After 25 years of service to his department and a lifetime of service to his community and country, Elkton Police Chief Bruce Marklin will retire at the end of August.
Marklin joined the Marines in 1972 shortly after graduating from Todd County Central High School and fought in the Vietnam War. After getting out of the military in 1976, he was hired by then Sheriff Robert Miller as his only paid deputy when the department was still located on the square. They soon moved to the current location in the Todd County Courthouse.
Chief Marklin spent a good portion of the 1980's working with the State Park service, including time as a Park Ranger at Pennyrile Forest Resort State Park, before joining the Elkton Police Department July 1, 1988.
He continued the DARE drug prevention program in Todd County, even after funding was cut, thanks to cooperation between the city and school system. Chief Marklin says administering the program is one of the things he's most proud of in his career.
Chief Marklin says he doesn't know what the next step in his career will be, but he'll take a little time off to think about it.
As many people say heading into retirement, Chief Marklin says he has a variety of emotions as the day approaches.
Elkton Mayor Nancy Camp says they have already begun talking to candidates whose applications were already on file at the Police Department, but that no permanent or interim replacement has been chosen yet.
A Logan County man went uninjured in a head-on collision in Warren County Thursday afternoon that killed the other driver.
A news release from Kentucky State Police says 60-year old Larry McGrew of Rockfield was driving a pickup when he rounded a curve on Browning Road in the wrong lane and hit a tractor-trailer driven by 49-year old Karl Thomas of Lewsiburg head-on.
Both drivers were wearing a seat belt and McGrew was pronounced dead at the scene by the Warren County Coroner's Office.
Kentucky's unemployment rate was up significantly last month.
The Office of Employment and Training says the jobless rate jumped from 8.1 percent in May to 8.4 percent in June. That was also a tenth of a percent more than the unemployment rate one year ago and a seven tenths more than the national figure of 7.6 percent.
The number of people looking for work, but unable to find it last month rose by 5,134. It was the largest spike in the jobless rate for Kentucky in four years.
The construction and mining sectors continue to struggle. Over the last 12 months, the construction sector has lost 3,500 jobs and the mining sector 2,600 jobs.
Third District State Senator Whitney Westerfield was one of only 12 members of the General Assembly to receive the Kentucky Chamber of Commerce MVP Award this year.
Chad Harpole of the Chamber presented the award to Senator Westerfield for sponsoring Senate Bill 157, also known as the Kentucky Drug Free Workplace Bill. It would lessen workers compensation costs for Kentucky businesses by shifting the burden of proof to the employee when they test positive for drugs or alcohol after being injured in a workplace accident.
Senator Westerfield says the award was truly an honor, considering it came after his first session.

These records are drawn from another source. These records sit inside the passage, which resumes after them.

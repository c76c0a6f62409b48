//! Integration tests for the geolocation overlay.
//!
//! These tests drive the public API the way a host application would:
//! - host positions → layer → marker surface and camera
//! - provider → control → layer, with the control state following along
//! - map gestures and floor overlay events
//!
//! Run with: `cargo test --test geolocation_integration`

use std::sync::Arc;
use std::time::Duration;

use parking_lot::Mutex;

use mapgeoloc::{
    add_geolocation_to, AutoZoom, ButtonClasses, ControlState, FloorEvent, FloorOverlay,
    GeolocatedMap, GeolocationControl, HeadlessMap, LayerOptions, LngLat, ManualProvider,
    MapEvent, Position, ProviderEvent, RecordingSurface, SimulationSettings, SimulatorProvider,
    SurfaceOp,
};

// ============================================================================
// Helper Functions
// ============================================================================

const FIRST: (f64, f64) = (43.608749, 3.883528);
const SECOND: (f64, f64) = (43.609040, 3.881970);

fn position((lat, lng): (f64, f64)) -> Position {
    Position::new(lng, lat)
}

fn montpellier_map(options: LayerOptions) -> GeolocatedMap<HeadlessMap, RecordingSurface> {
    let host = HeadlessMap::new(LngLat::new(FIRST.1, FIRST.0), 18.0);
    add_geolocation_to(host, RecordingSurface::new(), options).expect("valid options")
}

fn count_marker_moves(surface: &RecordingSurface) -> usize {
    surface.count(|op| matches!(op, SurfaceOp::SetMarkerPosition(_)))
}

/// Floor overlay with a shared level so the test can observe switches.
#[derive(Clone, Default)]
struct SharedFloor {
    level: Arc<Mutex<Option<i32>>>,
}

impl FloorOverlay for SharedFloor {
    fn level(&self) -> Option<i32> {
        *self.level.lock()
    }

    fn set_level(&mut self, level: i32) {
        *self.level.lock() = Some(level);
    }

    fn has_selected_map(&self) -> bool {
        true
    }
}

// ============================================================================
// Integration Tests
// ============================================================================

/// Two positions with tracking and auto-zoom on: two notifications, two
/// marker moves, and a camera jump after each.
#[test]
fn test_two_positions_end_to_end() {
    let mut map = montpellier_map(LayerOptions::default());
    let notified = Arc::new(Mutex::new(Vec::new()));
    let sink = Arc::clone(&notified);
    map.on_position_changed(move |event| {
        sink.lock()
            .push(event.position.as_ref().map(|p| p.lng_lat()));
    });

    map.set_position(Some(position(FIRST).shared()));
    let jumps_after_first = map.host().jumps().len();
    map.set_position(Some(position(SECOND).shared()));

    assert_eq!(notified.lock().len(), 2);
    assert_eq!(count_marker_moves(map.surface()), 2);
    assert!(jumps_after_first >= 1);
    assert!(map.host().jumps().len() > jumps_after_first);
    assert_eq!(map.host().center(), LngLat::new(SECOND.1, SECOND.0));
}

/// Fixed-padding auto-zoom on a wide accuracy zooms the camera to fit it.
#[test]
fn test_fixed_padding_fits_accuracy() {
    let options = LayerOptions::default().with_auto_zoom(AutoZoom::FixedPadding { padding_px: 40.0 });
    let mut map = montpellier_map(options);

    map.set_position(Some(position(FIRST).with_accuracy(500.0).shared()));

    let jump = map.host().jumps().last().copied().expect("camera moved");
    let zoom = jump.zoom.expect("fitted zoom");
    assert!(zoom < 18.0, "500 m should not fit at zoom 18, got {}", zoom);
}

/// Same `Arc` twice is one mutation; an equal copy is another.
#[test]
fn test_identity_based_idempotence() {
    let mut map = montpellier_map(LayerOptions::default());
    let count = Arc::new(Mutex::new(0usize));
    let sink = Arc::clone(&count);
    map.on_position_changed(move |_| *sink.lock() += 1);

    let shared = position(FIRST).shared();
    map.set_position(Some(Arc::clone(&shared)));
    map.set_position(Some(Arc::clone(&shared)));
    assert_eq!(*count.lock(), 1);

    map.set_position(Some(position(FIRST).shared()));
    assert_eq!(*count.lock(), 2);
    assert_eq!(count_marker_moves(map.surface()), 2);
}

/// Full control flow with a manual provider.
#[test]
fn test_control_state_machine_flow() {
    let mut map = montpellier_map(LayerOptions::default());
    let provider = ManualProvider::new();
    let handle = provider.handle();
    let view = ButtonClasses::new();
    let mut control = GeolocationControl::new(Some(Box::new(provider)), view.clone());
    control.attach(&mut map).unwrap();

    let states = |control: &GeolocationControl| control.state();
    assert_eq!(states(&control), ControlState::Idle);

    control.locate_me(&mut map).unwrap();
    assert_eq!(states(&control), ControlState::Waiting);

    handle.push_position(position(FIRST).with_accuracy(10.0));
    control.pump(&mut map).unwrap();
    assert_eq!(states(&control), ControlState::Active);
    assert!(map.surface().has_marker());

    map.handle_map_event(MapEvent::Wheel);
    assert_eq!(states(&control), ControlState::ActiveBackground);

    // Not tracking: new positions move the marker, not the camera
    let jumps = map.host().jumps().len();
    handle.push_position(position(SECOND));
    control.pump(&mut map).unwrap();
    assert_eq!(map.host().jumps().len(), jumps);
    assert_eq!(map.surface().marker_position(), Some(LngLat::new(SECOND.1, SECOND.0)));

    control.locate_me(&mut map).unwrap();
    assert_eq!(states(&control), ControlState::Active);
    assert_eq!(handle.start_count(), 1);

    control.stop(&mut map).unwrap();
    assert_eq!(handle.stop_count(), 1);
    assert!(!handle.push_position(position(FIRST)));
}

/// The floor overlay hides the marker on other floors and follows the
/// position while tracking.
#[test]
fn test_floor_overlay_flow() {
    let floor = SharedFloor::default();
    *floor.level.lock() = Some(0);
    let options = LayerOptions::default().with_track_user_location(false);
    let mut map = montpellier_map(options).with_floor_overlay(floor.clone());

    map.set_position(Some(position(FIRST).with_level(1).shared()));
    assert!(!map.surface().has_marker());

    // Host switches floor itself
    *floor.level.lock() = Some(1);
    map.handle_floor_event(FloorEvent::LevelChanged);
    assert!(map.surface().has_marker());

    // Tracking follows the position to floor 2
    map.set_track_user_location(true);
    map.set_position(Some(position(SECOND).with_level(2).shared()));
    assert_eq!(*floor.level.lock(), Some(2));
    map.handle_floor_event(FloorEvent::LevelChanged);
    assert!(map.surface().has_marker());

    map.handle_floor_event(FloorEvent::ControlClicked);
    assert!(!map.track_user_location());
}

/// Gestures disable tracking for good; idle and zoom do not.
#[test]
fn test_map_interaction_disables_tracking() {
    let mut map = montpellier_map(LayerOptions::default());
    let changes = Arc::new(Mutex::new(Vec::new()));
    let sink = Arc::clone(&changes);
    map.on_tracking_changed(move |event| sink.lock().push(event.track_user_location));

    map.handle_map_event(MapEvent::Idle);
    map.handle_map_event(MapEvent::Zoom);
    assert!(map.track_user_location());

    map.handle_map_event(MapEvent::TouchStart);
    map.handle_map_event(MapEvent::MouseDown);
    map.set_position(Some(position(FIRST).shared()));

    assert!(!map.track_user_location());
    assert_eq!(*changes.lock(), vec![false]);
    assert!(map.host().jumps().is_empty());
}

/// No re-centering while the camera is animating.
#[test]
fn test_no_recenter_while_moving() {
    let mut map = montpellier_map(LayerOptions::default());
    map.host_mut().set_moving(true);

    map.set_position(Some(position(FIRST).shared()));

    assert!(map.host().jumps().is_empty());
    assert!(map.surface().has_marker());
}

/// Simulator → control → map on a paused tokio clock.
#[tokio::test(start_paused = true)]
async fn test_simulator_drives_map() {
    let mut map = montpellier_map(LayerOptions::default());
    let settings = SimulationSettings {
        interval: Duration::from_millis(300),
        step_m: 1.0,
        accuracy_m: 10.0,
        heading: 280.0,
    };
    let simulator = SimulatorProvider::new(
        LngLat::new(FIRST.1, FIRST.0),
        LngLat::new(SECOND.1, SECOND.0),
        &settings,
    );
    let mut control = GeolocationControl::new(Some(Box::new(simulator)), ButtonClasses::new());
    control.attach(&mut map).unwrap();
    control.locate_me(&mut map).unwrap();

    let mut positions = 0;
    while positions < 3 {
        match control.pump_next(&mut map).await.unwrap() {
            Some(ProviderEvent::Position(_)) => positions += 1,
            Some(ProviderEvent::Heading(_)) => {}
            None => panic!("simulator ended early"),
        }
    }
    control.stop(&mut map).unwrap();

    assert_eq!(control.state(), ControlState::Active);
    assert_eq!(count_marker_moves(map.surface()), 3);
    assert_eq!(map.heading(), Some(280.0));
    assert!(map.surface().has_heading());
}

#[tokio::test(start_paused = true)]
async fn test_zero_interval_simulator_reaches_active() {
    let mut map = montpellier_map(LayerOptions::default());
    let settings = SimulationSettings {
        interval: Duration::ZERO,
        ..SimulationSettings::default()
    };
    let simulator = SimulatorProvider::new(
        LngLat::new(FIRST.1, FIRST.0),
        LngLat::new(SECOND.1, SECOND.0),
        &settings,
    );
    let mut control = GeolocationControl::new(Some(Box::new(simulator)), ButtonClasses::new());
    control.attach(&mut map).unwrap();
    control.locate_me(&mut map).unwrap();
    assert_eq!(control.state(), ControlState::Waiting);

    let event = tokio::time::timeout(Duration::from_millis(500), control.pump_next(&mut map))
        .await
        .expect("simulator should emit within 500 ms")
        .unwrap();
    assert!(matches!(event, Some(ProviderEvent::Position(Some(_)))));
    assert_eq!(control.state(), ControlState::Active);

    control.stop(&mut map).unwrap();
}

The bill failed to pass this year due to some issues with language, but it will likely come up again next session. Senator Westerfield says it would also implement addiction treatment options for those who choose to self-report problems with drugs or alcohol.
It's certainly not the first time a local lawmaker has won the MVP Award. State Representative John Tilley was presented with the honor last year.
The food services at the Todd County Jail will soon be operated by a private company after action by Todd Fiscal Court Friday morning.
Magistrates unanimously approved a contract with Kellwell Food Management to administer the program at the jail, pending the approval of the contract by County Attorney Mac Johns. Jailer Greg Allen says Kellwell provided a detailed sliding scale on the price of a meal based on the number of inmates being housed.
Doing the food service in house, Allen says the cost remains about the same regardless of the jail population.
Tiger Foods also submitted a bid, but its sliding scale began with an assumption of 100 inmates, which the Todd County Jail doesn't currently have. The Kellwell bid listed a cost of about $1.56 per meal served when there are between 90 and 100 inmates.
Meanwhile, Allen says there's still a great deal of uncertainty regarding how the closure of the private Marion Adjustment Center will impact county jails. He's still awaiting word on how many state inmates the Elkton facility will get.
In other business, court gave Todd County Coroner Bob Whittlesey the authority to purchase a van up to a cost of $12,000. He already had the okay to buy one at $8,500, but said he couldn't find an acceptable van with low mileage at that cost.